Noten que el peso económico del proyecto, así como su significación en términos de sacrificio para la población, no variaría un ápice por seguirse esa vía alternativa. Simplemente la carga se repartiría racionalmente, en la amplia comunidad de los contribuyentes, en lugar de gravitar, con notoria inequidad, sobre la estrecha categoría de los propietarios.

El sistema ideal consistiría en un sistema de subsidio directo a los inquilinos. Si ello, sin embargo, fuera administrativamente complejo, en razón de las urgencias del caso, podría organizarse un sistema por el cual los propietarios recuperaran del erario la pérdida de ingresos derivada de la caída real de los alquileres. Este método permitiría reducir el papeleo, por haber menos propietarios que inquilinos, y aportaría mayor holgura cronológica. No satisfaría igual de bien el requisito constitucional de la indemnización previa, pero en términos relativos en comparación con el riesgo corrido de una violación sustancial del derecho de propiedad, no se trataría más que de un detalle, al que difícilmente hubiese quienes quisieran atribuirle significación práctica.

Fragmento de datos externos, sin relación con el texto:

//! Vulnerability matching: severity model, CVSS scoring, OSV client.

use chrono::{DateTime, Utc};
use serde::{Deserialize, Serialize};

pub mod cache;
pub mod cvss;
pub mod osv;

pub use cache::VulnerabilityCache;
pub use osv::OsvClient;

use crate::graph::Ecosystem;

/// Severity levels, ordered by rank.
#[derive(Debug, Clone, Copy, PartialEq, Eq, Hash, Serialize, Deserialize)]
#[serde(rename_all = "UPPERCASE")]
pub enum Severity {
    Critical,
    High,
    Medium,
    Low,
    /// No severity signal of any kind was present on the advisory
    Unknown,
}

impl Severity {
    /// Numeric rank for comparison (higher = more severe)
    pub fn rank(&self) -> u8 {
        match self {
            Severity::Critical => 4,
            Severity::High => 3,
            Severity::Medium => 2,
            Severity::Low => 1,
            Severity::Unknown => 0,
        }
    }

    /// Threshold mapping from a numeric CVSS base score.
    pub fn from_score(score: f64) -> Self {
        match score {
            s if s >= 9.0 => Severity::Critical,
            s if s >= 7.0 => Severity::High,
            s if s >= 4.0 => Severity::Medium,
            s if s > 0.0 => Severity::Low,
            _ => Severity::Unknown,
        }
    }

    pub fn as_str(&self) -> &'static str {
        match self {
            Severity::Critical => "CRITICAL",
            Severity::High => "HIGH",
            Severity::Medium => "MEDIUM",
            Severity::Low => "LOW",
            Severity::Unknown => "UNKNOWN",
        }
    }
}

impl std::fmt::Display for Severity {
    fn fmt(&self, f: &mut std::fmt::Formatter<'_>) -> std::fmt::Result {
        f.write_str(self.as_str())
    }
}

/// One vulnerability finding attached to a resolved dependency.
#[derive(Debug, Clone, Serialize)]
pub struct Vulnerability {
    /// Affected package name
    pub package: String,
    /// Affected version as resolved
    pub version: String,
    pub ecosystem: Ecosystem,
    /// Advisory id (GHSA-..., PYSEC-..., CVE-...)
    pub id: String,
    pub severity: Severity,
    /// CVSS base score when derivable
    pub cvss_score: Option<f64>,
    /// CVE aliases, if any
    pub cve_ids: Vec<String>,
    pub summary: String,
    pub details: String,
    pub advisory_url: String,
    /// `">=x.y.z"` for the first fixed release, when the advisory names one
    pub fixed_range: Option<String>,
    pub published: Option<DateTime<Utc>>,
    pub modified: Option<DateTime<Utc>>,
    pub aliases: Vec<String>,
    /// Name of the dependency that pulled the affected package in, when
    /// the finding came from a transitive dependency
    pub immediate_parent: Option<String>,
}
//! Engine configuration and caller-facing scan options.

use std::time::Duration;

use chrono::{DateTime, Utc};
use serde::Deserialize;

use crate::vulnerabilities::Severity;

/// Default TTL for the version-resolution cache (1 hour)
const DEFAULT_VERSION_CACHE_TTL_SECS: u64 = 3600;

/// Default TTL for the vulnerability-query cache (24 hours)
const DEFAULT_VULN_CACHE_TTL_SECS: u64 = 24 * 3600;

/// Top-level engine configuration.
///
/// Constructed once per process and injected into the [`crate::Engine`];
/// there are no module-level singletons.
#[derive(Debug, Clone, Deserialize)]
#[serde(default)]
pub struct EngineConfig {
    /// npm registry base URL
    pub npm_registry_url: String,
    /// PyPI JSON API base URL
    pub pypi_registry_url: String,
    /// OSV API base URL (without the /v1 suffix)
    pub osv_base_url: String,
    /// Whether resolvers may call package registries at all; when false,
    /// every range is resolved by fallback cleaning
    pub use_registry: bool,
    /// Transitive resolver tuning
    pub resolver: ResolverConfig,
    /// Vulnerability client tuning
    pub vulnerability: VulnerabilityConfig,
    /// Version-resolution cache TTL in seconds
    pub version_cache_ttl_secs: u64,
}

impl Default for EngineConfig {
    fn default() -> Self {
        Self {
            npm_registry_url: "https://registry.npmjs.org".to_string(),
            pypi_registry_url: "https://pypi.org/pypi".to_string(),
            osv_base_url: "https://api.osv.dev".to_string(),
            use_registry: true,
            resolver: ResolverConfig::default(),
            vulnerability: VulnerabilityConfig::default(),
            version_cache_ttl_secs: DEFAULT_VERSION_CACHE_TTL_SECS,
        }
    }
}

/// Tuning knobs for the transitive dependency resolver.
#[derive(Debug, Clone, Deserialize)]
#[serde(default)]
pub struct ResolverConfig {
    /// Maximum provenance depth to descend to
    pub max_depth: usize,
    /// Packages resolved concurrently within one batch
    pub max_concurrent: usize,
    /// Delay between batches, in milliseconds (registry rate limiting)
    pub batch_delay_ms: u64,
    /// Overall deadline for one resolution run, in seconds
    pub overall_timeout_secs: u64,
    /// Consecutive registry failures before the circuit opens
    pub failure_threshold: u32,
    /// Cooldown before a half-open probe is allowed, in seconds
    pub cooldown_secs: u64,
    /// Concurrency bound for batched version resolution
    pub version_concurrency: usize,
}

impl Default for ResolverConfig {
    fn default() -> Self {
        Self {
            max_depth: 8,
            max_concurrent: 3,
            batch_delay_ms: 200,
            overall_timeout_secs: 60,
            failure_threshold: 3,
            cooldown_secs: 10,
            version_concurrency: 10,
        }
    }
}

impl ResolverConfig {
    pub fn batch_delay(&self) -> Duration {
        Duration::from_millis(self.batch_delay_ms)
    }

    pub fn overall_timeout(&self) -> Duration {
        Duration::from_secs(self.overall_timeout_secs)
    }

    pub fn cooldown(&self) -> Duration {
        Duration::from_secs(self.cooldown_secs)
    }
}

/// Tuning knobs for the vulnerability database client.
#[derive(Debug, Clone, Deserialize)]
#[serde(default)]
pub struct VulnerabilityConfig {
    /// Queries per batch POST
    pub batch_size: usize,
    /// Retry attempts after throttling or server errors
    pub max_retries: u32,
    /// Base backoff delay in milliseconds (doubled per attempt, with jitter)
    pub backoff_base_ms: u64,
    /// Advisory payload cache TTL in seconds
    pub cache_ttl_secs: u64,
}

impl Default for VulnerabilityConfig {
    fn default() -> Self {
        Self {
            batch_size: 100,
            max_retries: 3,
            backoff_base_ms: 500,
            cache_ttl_secs: DEFAULT_VULN_CACHE_TTL_SECS,
        }
    }
}

/// Caller-owned scan options, read-only to the engine.
#[derive(Debug, Clone, Default, Deserialize)]
#[serde(default)]
pub struct ScanOptions {
    /// Include development dependencies in resolution output
    pub include_dev_dependencies: bool,
    /// Staleness threshold in months, consumed by the reporting layer
    pub stale_months: Option<u32>,
    /// Severities to drop from scan results
    pub ignore_severities: Vec<Severity>,
    /// Findings to suppress by package or advisory id
    pub ignore_rules: Vec<IgnoreRule>,
}

impl ScanOptions {
    /// Whether a finding for `package` / advisory `id` at `severity` should
    /// be suppressed under these options. Expired rules are inert.
    pub fn is_ignored(&self, package: &str, vulnerability_id: &str, severity: Severity) -> bool {
        if self.ignore_severities.contains(&severity) {
            return true;
        }
        let now = Utc::now();
        self.ignore_rules.iter().any(|rule| {
            if rule.expires.is_some_and(|exp| exp < now) {
                return false;
            }
            match rule.rule_type {
                RuleType::Vulnerability => rule.identifier == vulnerability_id,
                RuleType::Package => rule.identifier == package,
            }
        })
    }
}

/// What an [`IgnoreRule`] matches on.
#[derive(Debug, Clone, Copy, PartialEq, Eq, Deserialize)]
#[serde(rename_all = "lowercase")]
pub enum RuleType {
    Vulnerability,
    Package,
}

/// A single suppression rule.
#[derive(Debug, Clone, Deserialize)]
pub struct IgnoreRule {
    pub rule_type: RuleType,
    /// Package name or advisory id, depending on `rule_type`
    pub identifier: String,
    /// Human-readable justification, carried through to reports
    pub reason: String,
    /// Optional expiry after which the rule no longer applies
    #[serde(default)]
    pub expires: Option<DateTime<Utc>>,
}

#[cfg(test)]
mod tests {
    use super::*;
    use chrono::Duration as ChronoDuration;

    #[test]
    fn test_default_config() {
        let config = EngineConfig::default();
        assert!(config.use_registry);
        assert_eq!(config.resolver.max_depth, 8);
        assert_eq!(config.resolver.max_concurrent, 3);
        assert_eq!(config.resolver.failure_threshold, 3);
        assert_eq!(config.resolver.cooldown_secs, 10);
        assert_eq!(config.vulnerability.batch_size, 100);
        assert_eq!(config.vulnerability.max_retries, 3);
        assert_eq!(config.version_cache_ttl_secs, 3600);
        assert_eq!(config.vulnerability.cache_ttl_secs, 24 * 3600);
    }

    #[test]
    fn test_partial_config_from_json() {
        let json = serde_json::json!({
            "use_registry": false,
            "resolver": { "max_depth": 4 }
        });
        let config: EngineConfig = serde_json::from_value(json).unwrap();
        assert!(!config.use_registry);
        assert_eq!(config.resolver.max_depth, 4);
        // Untouched fields keep defaults
        assert_eq!(config.resolver.max_concurrent, 3);
        assert_eq!(config.npm_registry_url, "https://registry.npmjs.org");
    }

    #[test]
    fn test_ignore_by_severity() {
        let options = ScanOptions {
            ignore_severities: vec![Severity::Low],
            ..Default::default()
        };
        assert!(options.is_ignored("lodash", "GHSA-x", Severity::Low));
        assert!(!options.is_ignored("lodash", "GHSA-x", Severity::High));
    }

    #[test]
    fn test_ignore_rules_by_type() {
        let options = ScanOptions {
            ignore_rules: vec![
                IgnoreRule {
                    rule_type: RuleType::Package,
                    identifier: "lodash".to_string(),
                    reason: "vendored copy is patched".to_string(),
                    expires: None,
                },
                IgnoreRule {
                    rule_type: RuleType::Vulnerability,
                    identifier: "GHSA-abcd".to_string(),
                    reason: "not reachable".to_string(),
                    expires: None,
                },
            ],
            ..Default::default()
        };

        assert!(options.is_ignored("lodash", "GHSA-other", Severity::High));
        assert!(options.is_ignored("express", "GHSA-abcd", Severity::High));
        assert!(!options.is_ignored("express", "GHSA-other", Severity::High));
    }

    #[test]
    fn test_expired_rule_is_inert() {
        let options = ScanOptions {
            ignore_rules: vec![IgnoreRule {
                rule_type: RuleType::Package,
                identifier: "lodash".to_string(),
                reason: "temporary waiver".to_string(),
                expires: Some(Utc::now() - ChronoDuration::days(1)),
            }],
            ..Default::default()
        };
        assert!(!options.is_ignored("lodash", "GHSA-x", Severity::High));
    }
}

Los beneficios que ese método reportaría no vacilamos en calificarlos de superlativos. El gobierno uruguayo —entendiendo aquí por tal a los Poderes colegisladores— estaría proclamando su voluntad de ceñirse estrictamente a las restricciones que le marca la Constitución. Seguiría haciendo más distributivismo del que razonablemente podría justificarse, pero estaría haciendo explícitos los costos de su política, en lugar de esconderlos por medio de impuestos implícitos a los bienes y servicios subsidiados.

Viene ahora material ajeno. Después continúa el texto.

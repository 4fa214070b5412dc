//! depscan - dependency resolution and vulnerability matching for npm and PyPI
//!
//! The crate turns manifest/lockfile text into a provenance-tagged dependency
//! set (direct and transitive), then matches every resolved package against
//! the OSV.dev vulnerability database, producing severity-scored, deduplicated
//! findings. All wiring lives on [`Engine`]; there are no module-level
//! singletons.

use std::collections::HashMap;
use std::sync::Arc;
use std::time::Duration;

use tracing::warn;

pub mod config;
pub mod consistency;
pub mod error;
pub mod formats;
pub mod graph;
pub mod parsers;
pub mod registries;
pub mod resolver;
pub mod vulnerabilities;

pub use config::{EngineConfig, ScanOptions};
pub use error::ScanError;
pub use graph::{Dependency, Ecosystem};
pub use vulnerabilities::{Severity, Vulnerability};

use config::ResolverConfig;
use formats::FormatId;
use registries::http_client::create_shared_client;
use registries::npm::NpmRegistry;
use registries::pypi::PyPiRegistry;
use registries::PackageRegistry;
use resolver::{CircuitBreaker, TransitiveResolver, VersionResolver};
use vulnerabilities::osv::OsvClient;

/// One scan engine: shared HTTP client, per-ecosystem resolvers with their
/// caches and circuit breakers, and the vulnerability client.
///
/// Construct once per process and share behind an `Arc` if needed; every
/// method takes `&self` and is safe under concurrent callers.
pub struct Engine {
    config: EngineConfig,
    npm_resolver: TransitiveResolver,
    pypi_resolver: TransitiveResolver,
    osv: OsvClient,
}

impl Engine {
    pub fn new(config: EngineConfig) -> anyhow::Result<Self> {
        let client = create_shared_client()?;

        let npm_resolver = build_resolver(
            Ecosystem::Npm,
            Arc::new(NpmRegistry::with_base_url(
                client.clone(),
                config.npm_registry_url.clone(),
            )),
            &config,
        );
        let pypi_resolver = build_resolver(
            Ecosystem::PyPi,
            Arc::new(PyPiRegistry::with_base_url(
                client.clone(),
                config.pypi_registry_url.clone(),
            )),
            &config,
        );
        let osv = OsvClient::new(
            client,
            config.osv_base_url.clone(),
            config.vulnerability.clone(),
        );

        Ok(Self {
            config,
            npm_resolver,
            pypi_resolver,
            osv,
        })
    }

    /// Resolve the dependency set of a project given its dependency files,
    /// keyed by filename.
    ///
    /// Each ecosystem picks its best available format independently; a
    /// failure in one ecosystem is non-fatal as long as the other produced
    /// results. The output is deduplicated by `(ecosystem, name, version)`.
    pub async fn resolve_dependencies(
        &self,
        files: &HashMap<String, String>,
        options: &ScanOptions,
    ) -> Result<Vec<Dependency>, ScanError> {
        let mut selected: Vec<(Ecosystem, String, FormatId)> = Vec::new();
        let mut missing: Vec<ScanError> = Vec::new();
        for ecosystem in [Ecosystem::Npm, Ecosystem::PyPi] {
            match formats::select_best(ecosystem, files) {
                Ok((filename, format)) => selected.push((ecosystem, filename, format)),
                Err(err) => missing.push(err),
            }
        }
        if selected.is_empty() {
            return Err(missing.into_iter().next().unwrap_or(ScanError::EmptyInput));
        }

        let mut all: Vec<Dependency> = Vec::new();
        let mut last_error: Option<ScanError> = None;
        let mut succeeded = 0usize;

        for (ecosystem, filename, format) in selected {
            let content = match files.get(&filename) {
                Some(content) => content,
                None => continue,
            };
            match self
                .resolve_ecosystem(ecosystem, &filename, format, content, options)
                .await
            {
                Ok(deps) => {
                    succeeded += 1;
                    all.extend(deps);
                }
                Err(err) => {
                    warn!(%ecosystem, file = %filename, error = %err, "ecosystem resolution failed");
                    last_error = Some(err);
                }
            }
        }

        if succeeded == 0
            && let Some(err) = last_error
        {
            return Err(err);
        }

        Ok(graph::deduplicate(all))
    }

    async fn resolve_ecosystem(
        &self,
        ecosystem: Ecosystem,
        filename: &str,
        format: FormatId,
        content: &str,
        options: &ScanOptions,
    ) -> Result<Vec<Dependency>, ScanError> {
        let include_dev = options.include_dev_dependencies;

        let mut deps = if self.config.use_registry && !format.is_lockfile() {
            // Manifests seed the resolver with their declared ranges so
            // `flask>=2.0` can resolve to the highest satisfying release,
            // not the cleaned lower bound
            let ranges = parsers::direct_ranges(filename, format, content)?;
            let resolver = match ecosystem {
                Ecosystem::Npm => &self.npm_resolver,
                Ecosystem::PyPi => &self.pypi_resolver,
            };
            let outcome = resolver
                .resolve(
                    &ranges.dependencies.into_iter().collect(),
                    &ranges.dev_dependencies.into_iter().collect(),
                    &ranges.peer_dependencies.into_iter().collect(),
                    include_dev,
                    true,
                )
                .await;
            for note in &outcome.errors {
                warn!(%ecosystem, file = %filename, "{note}");
            }
            outcome.dependencies
        } else {
            parsers::parser_for_file(filename, format).parse(content)?
        };

        if !include_dev {
            deps.retain(|dep| !dep.is_dev);
        }
        Ok(deps)
    }

    /// Match a resolved dependency set against the vulnerability database,
    /// then apply the caller's ignore rules.
    pub async fn scan_for_vulnerabilities(
        &self,
        deps: &[Dependency],
        options: &ScanOptions,
    ) -> Result<Vec<Vulnerability>, ScanError> {
        let findings = self.osv.scan(deps).await?;
        Ok(findings
            .into_iter()
            .filter(|finding| !options.is_ignored(&finding.package, &finding.id, finding.severity))
            .collect())
    }
}

fn build_resolver(
    ecosystem: Ecosystem,
    registry: Arc<dyn PackageRegistry>,
    config: &EngineConfig,
) -> TransitiveResolver {
    let resolver: &ResolverConfig = &config.resolver;
    let breaker = Arc::new(CircuitBreaker::new(
        resolver.failure_threshold,
        resolver.cooldown(),
    ));
    let versions = Arc::new(VersionResolver::new(
        registry.clone(),
        breaker.clone(),
        Duration::from_secs(config.version_cache_ttl_secs),
        resolver.version_concurrency,
    ));
    TransitiveResolver::new(ecosystem, registry, versions, breaker, resolver.clone())
}

/// Resolve dependencies with default engine wiring.
pub async fn resolve_dependencies(
    files: &HashMap<String, String>,
    options: &ScanOptions,
) -> anyhow::Result<Vec<Dependency>> {
    let engine = Engine::new(EngineConfig::default())?;
    Ok(engine.resolve_dependencies(files, options).await?)
}

/// Scan a dependency set with default engine wiring.
pub async fn scan_for_vulnerabilities(
    deps: &[Dependency],
    options: &ScanOptions,
) -> anyhow::Result<Vec<Vulnerability>> {
    let engine = Engine::new(EngineConfig::default())?;
    Ok(engine.scan_for_vulnerabilities(deps, options).await?)
}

El efecto demostrativo de tal actitud podría ser realmente dramático. Sorteada la valla siguiente, la valla de las refinanciaciones —antes de lo cual nada pasará— una nueva imagen del país, como lugar en que ahora sería posible prever la acción del Estado a partir de la Constitución, seguramente no demoraría en restituir a nuestra economía la capacidad, largamente perdida, de crecer.